You may not think much about your peripheral nerves but they are there, busy carrying signals to and from your brain and spinal cord to the rest of your body. This communication system is surprisingly complex. Just to move a muscle, for example, your brain sends a signal to your spinal cord. Once the signal reaches the spinal cord, it’s picked up by a motor neuron. The neuron then sends the signal along to an axon. The axon ends where your muscle begins and the signal to flex is finally received.
Some of these motor and sensory nerves can be damaged by disease, injury, nutritional deficiencies, or toxins. When this happens, peripheral neuropathy is the result.

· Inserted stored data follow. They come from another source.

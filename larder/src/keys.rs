// Copyright 2026 larder Project Authors
//
// Licensed under the Apache License, Version 2.0 (the "License");
// you may not use this file except in compliance with the License.
// You may obtain a copy of the License at
//
//     http://www.apache.org/licenses/LICENSE-2.0
//
// Unless required by applicable law or agreed to in writing, software
// distributed under the License is distributed on an "AS IS" BASIS,
// WITHOUT WARRANTIES OR CONDITIONS OF ANY KIND, either express or implied.
// See the License for the specific language governing permissions and
// limitations under the License.

//! Conventional key builders.
//!
//! Pure helpers that assemble [`QueryKey`]s for common entity shapes:
//! entity name plus id, or entity name plus a filter map rendered as sorted
//! `k=v` pairs joined by commas. Construction fails with
//! `ErrorKind::InvalidKey` if an id or filter would produce a malformed key.

use std::collections::BTreeMap;

use larder_cache::QueryKey;
use larder_common::error::Result;

/// Key for a single user.
pub fn user(user_id: impl AsRef<str>) -> Result<QueryKey> {
    QueryKey::new(["user", user_id.as_ref()])
}

/// Key for a filtered user listing.
pub fn users<K, V>(filters: impl IntoIterator<Item = (K, V)>) -> Result<QueryKey>
where
    K: Into<String>,
    V: Into<String>,
{
    filtered("users", filters)
}

/// Key for a single post.
pub fn post(post_id: impl AsRef<str>) -> Result<QueryKey> {
    QueryKey::new(["post", post_id.as_ref()])
}

/// Key for a filtered post listing.
pub fn posts<K, V>(filters: impl IntoIterator<Item = (K, V)>) -> Result<QueryKey>
where
    K: Into<String>,
    V: Into<String>,
{
    filtered("posts", filters)
}

/// Key for the comments of a post.
pub fn comments(post_id: impl AsRef<str>) -> Result<QueryKey> {
    QueryKey::new(["comments", post_id.as_ref()])
}

/// Key for notifications, optionally scoped to a user.
pub fn notifications(user_id: Option<&str>) -> Result<QueryKey> {
    match user_id {
        Some(user_id) => QueryKey::new(["notifications", user_id]),
        None => QueryKey::new(["notifications"]),
    }
}

/// Key for a user's settings.
pub fn settings(user_id: impl AsRef<str>) -> Result<QueryKey> {
    QueryKey::new(["settings", user_id.as_ref()])
}

/// Key for a search, optionally narrowed by filters.
pub fn search<K, V>(query: impl AsRef<str>, filters: impl IntoIterator<Item = (K, V)>) -> Result<QueryKey>
where
    K: Into<String>,
    V: Into<String>,
{
    let mut segments = vec!["search".to_string(), query.as_ref().to_string()];
    if let Some(rendered) = render_filters(filters) {
        segments.push(rendered);
    }
    QueryKey::new(segments)
}

fn filtered<K, V>(name: &str, filters: impl IntoIterator<Item = (K, V)>) -> Result<QueryKey>
where
    K: Into<String>,
    V: Into<String>,
{
    match render_filters(filters) {
        Some(rendered) => QueryKey::new([name.to_string(), rendered]),
        None => QueryKey::new([name]),
    }
}

/// Render a filter map as sorted `k=v` pairs joined by commas, or `None`
/// when there are no filters.
fn render_filters<K, V>(filters: impl IntoIterator<Item = (K, V)>) -> Option<String>
where
    K: Into<String>,
    V: Into<String>,
{
    let sorted: BTreeMap<String, String> = filters.into_iter().map(|(k, v)| (k.into(), v.into())).collect();
    if sorted.is_empty() {
        return None;
    }
    let rendered = sorted
        .into_iter()
        .map(|(k, v)| format!("{k}={v}"))
        .collect::<Vec<_>>()
        .join(",");
    Some(rendered)
}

In effect, your nerves aren’t working properly and signals aren’t being sent. You may feel weak and uncoordinated. The condition usually causes tingling or numbness in the nerves which can be accompanied by painful episodes. Because peripheral neuropathy can span the length and width of the body, it’s often misdiagnosed and treated as a symptom of another health condition. Thirty percent of all cases of peripheral neuropathy are caused by high blood sugar levels associated with diabetes.
Peripheral neuropathy affects nearly 20 million Americans and yet the condition has remained difficult to diagnose and treat. It can be misdiagnosed—which is why one of the reasons this week is dedicated to National Neuropathy Awareness Week: to help educate the public on this serious illness.
Although medical experts say that most cases of peripheral neuropathy can’t be cured, there are treatments that could significantly reduce symptoms.
One such alternative treatment is acupuncture. In a clinical trial performed last year, researchers at the HanseMerkur Centre for traditional Chinese medicine in Hamburg, Germany, tested acupuncture in six patients with chemotherapy-induced peripheral neuropathy (CIPN). This form of neuropathy often makes cancer patients reject chemo because the resulting neurological changes and pain symptoms are too severe. However, stopping chemo can put patients’ lives in jeopardy.
The researchers assigned the six patients to undergo 10 weeks of acupuncture treatment, along with their regular medical care. Another five patients acted as control and received only their usual medical care. In all but one of the six patients, neuropathy symptoms improved. In the control group, only one patient showed improvement.
In another clinical trial, researchers at the University of Texas tested if electrical stimulation was useful in the treatment of neuropathy. Electrical stimulation involves the use of an electrical current which is applied directly to muscles or nerves. It has been used to help restore physical function in people with disabilities. However, this particular treatment was unique in that it combined voluntary breathing with electrical stimulation. The idea is that the electrical current should reach the treatment site just as a breath taken in reaches its maximum. Combining the two is thought to enhance the benefits of electrical stimulation. The procedure showed excellent clinical results.
One more clinical trial tried to determine which was better for the management of peripheral neuropathy: weight bearing exercise or non-weight bearing exercise. This study, conducted at Washington University School of Medicine, consisted of two interventions. Patients with diabetic peripheral neuropathy were assigned to perform strengthening and aerobic exercises sitting or standing and walking (the weight-bearing portion of the study). The weight bearing group performed better in a six-minute walk test and an average daily step test.
This difficult illness doesn’t have to control your life. There are treatments you should try, such as the complementary and alternative medicine treatments we’ve mentioned here. It can make a big difference in your life.
Source(s) for Today’s Article:
Schroeder, S., et al., “Acupuncture for chemotherapy-induced peripheral neuropathy (CIPN): a pilot study using neurography,” Acupunct Med. March 2012; 30(1): 4-7.
Li, S., et al., “Breathing-controlled Electrical Stimulation (BreEStim) for management of neuropathic pain and spasticity,” J Vis Exp. January 10, 2013; (71): e50077.
Mueller, M.J., et al., “Weight-bearing versus nonweight-bearing exercise for persons with diabetes and peripheral neuropathy: a randomized controlled trial,” Arch Phys Med Rehabil. May 2013; 94(5): 829-38.